use dioxus::prelude::*;
use shared_types::{AppError, FeedbackRequest, SentimentResult};
use shared_ui::components::{
    Badge, BadgeVariant, Button, ButtonVariant, Dialog, DialogClose, DialogDescription,
    DialogTitle, Input, Textarea,
};
use shared_ui::{use_toast, ToastOptions};

/// Two-phase feedback submission.
///
/// Phase one scores the comment and shows the result for confirmation;
/// nothing is persisted. Only the explicit confirm in phase two writes the
/// feedback record, with the score the user saw attached.
#[component]
pub fn FeedbackDialog(
    employee_id: i64,
    open: bool,
    on_close: EventHandler<()>,
    on_saved: EventHandler<()>,
) -> Element {
    let toast = use_toast();

    let mut comment = use_signal(String::new);
    let mut feedback_date = use_signal(String::new);
    let mut scored = use_signal(|| Option::<SentimentResult>::None);
    let mut in_flight = use_signal(|| false);

    // Reset the flow each time the dialog opens.
    let mut was_open = use_signal(|| false);
    use_effect(move || {
        let opening = open && !*was_open.peek();
        was_open.set(open);
        if opening {
            comment.set(String::new());
            feedback_date.set(String::new());
            scored.set(None);
        }
    });

    let handle_analyze = move |_| {
        if *in_flight.read() {
            return;
        }
        if comment.read().trim().is_empty() {
            toast.error("Comment is required.".to_string(), ToastOptions::new());
            return;
        }
        let text = comment.read().clone();
        spawn(async move {
            in_flight.set(true);
            match server::api::score_sentiment(text).await {
                Ok(result) => scored.set(Some(result)),
                Err(e) => toast.error(
                    AppError::friendly_message(&e.to_string()),
                    ToastOptions::new(),
                ),
            }
            in_flight.set(false);
        });
    };

    let handle_submit = move |_| {
        if *in_flight.read() {
            return;
        }
        let Some(result) = scored.read().clone() else {
            return;
        };
        if feedback_date.read().trim().is_empty() {
            toast.error("Feedback date is required.".to_string(), ToastOptions::new());
            return;
        }
        let request = FeedbackRequest {
            employee_id,
            feedback_date: feedback_date.read().clone(),
            sentiment_score: Some(result.sentiment_score),
            comments: Some(comment.read().clone()),
        };
        spawn(async move {
            in_flight.set(true);
            match server::api::create_feedback(request).await {
                Ok(()) => {
                    on_saved.call(());
                    on_close.call(());
                    toast.success("Feedback submitted successfully".to_string(), ToastOptions::new());
                }
                Err(e) => toast.error(
                    AppError::friendly_message(&e.to_string()),
                    ToastOptions::new(),
                ),
            }
            in_flight.set(false);
        });
    };

    let label_variant = |label: &str| match label {
        "Positive" => BadgeVariant::Primary,
        "Negative" => BadgeVariant::Destructive,
        _ => BadgeVariant::Outline,
    };

    rsx! {
        Dialog {
            open,
            on_close: move |_| on_close.call(()),
            DialogClose { on_close: move |_| on_close.call(()) }
            DialogTitle { "Give Feedback" }
            DialogDescription {
                "Write a comment, review its sentiment score, then confirm to submit."
            }

            div { class: "feedback-form",
                Input {
                    label: "Date",
                    input_type: "date",
                    value: feedback_date.read().clone(),
                    on_input: move |e: FormEvent| feedback_date.set(e.value()),
                }

                Textarea {
                    label: "Comment",
                    value: comment.read().clone(),
                    placeholder: "How did this employee perform?",
                    on_input: move |e: FormEvent| {
                        comment.set(e.value());
                        // Edits invalidate a previously confirmed score.
                        scored.set(None);
                    },
                }

                match scored.read().as_ref() {
                    Some(result) => rsx! {
                        div { class: "sentiment-result",
                            span { "Sentiment: " }
                            Badge {
                                variant: label_variant(&result.sentiment_label),
                                "{result.sentiment_label}"
                            }
                            span { class: "sentiment-score",
                                "{result.sentiment_score:.2} ({result.sentiment_score_1_5}/5)"
                            }
                        }
                        div { class: "overlay-actions",
                            Button {
                                variant: ButtonVariant::Secondary,
                                disabled: *in_flight.read(),
                                onclick: handle_analyze,
                                "Re-analyze"
                            }
                            Button {
                                variant: ButtonVariant::Primary,
                                disabled: *in_flight.read(),
                                onclick: handle_submit,
                                if *in_flight.read() { "Submitting..." } else { "Confirm & Submit" }
                            }
                        }
                    },
                    None => rsx! {
                        div { class: "overlay-actions",
                            Button {
                                variant: ButtonVariant::Primary,
                                disabled: *in_flight.read(),
                                onclick: handle_analyze,
                                if *in_flight.read() { "Analyzing..." } else { "Analyze Sentiment" }
                            }
                        }
                    },
                }
            }
        }
    }
}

-*-*-

Return a word-for-word copy of the lines from the beginning of the listing to the line holding "was_open.set(open);", both kept.

- _EXERCISE RESPONSE_:
use dioxus::prelude::*;
use shared_types::{AppError, FeedbackRequest, SentimentResult};
use shared_ui::components::{
    Badge, BadgeVariant, Button, ButtonVariant, Dialog, DialogClose, DialogDescription,
    DialogTitle, Input, Textarea,
};
use shared_ui::{use_toast, ToastOptions};

/// Two-phase feedback submission.
///
/// Phase one scores the comment and shows the result for confirmation;
/// nothing is persisted. Only the explicit confirm in phase two writes the
/// feedback record, with the score the user saw attached.
#[component]
pub fn FeedbackDialog(
    employee_id: i64,
    open: bool,
    on_close: EventHandler<()>,
    on_saved: EventHandler<()>,
) -> Element {
    let toast = use_toast();

    let mut comment = use_signal(String::new);
    let mut feedback_date = use_signal(String::new);
    let mut scored = use_signal(|| Option::<SentimentResult>::None);
    let mut in_flight = use_signal(|| false);

    // Reset the flow each time the dialog opens.
    let mut was_open = use_signal(|| false);
    use_effect(move || {
        let opening = open && !*was_open.peek();
        was_open.set(open);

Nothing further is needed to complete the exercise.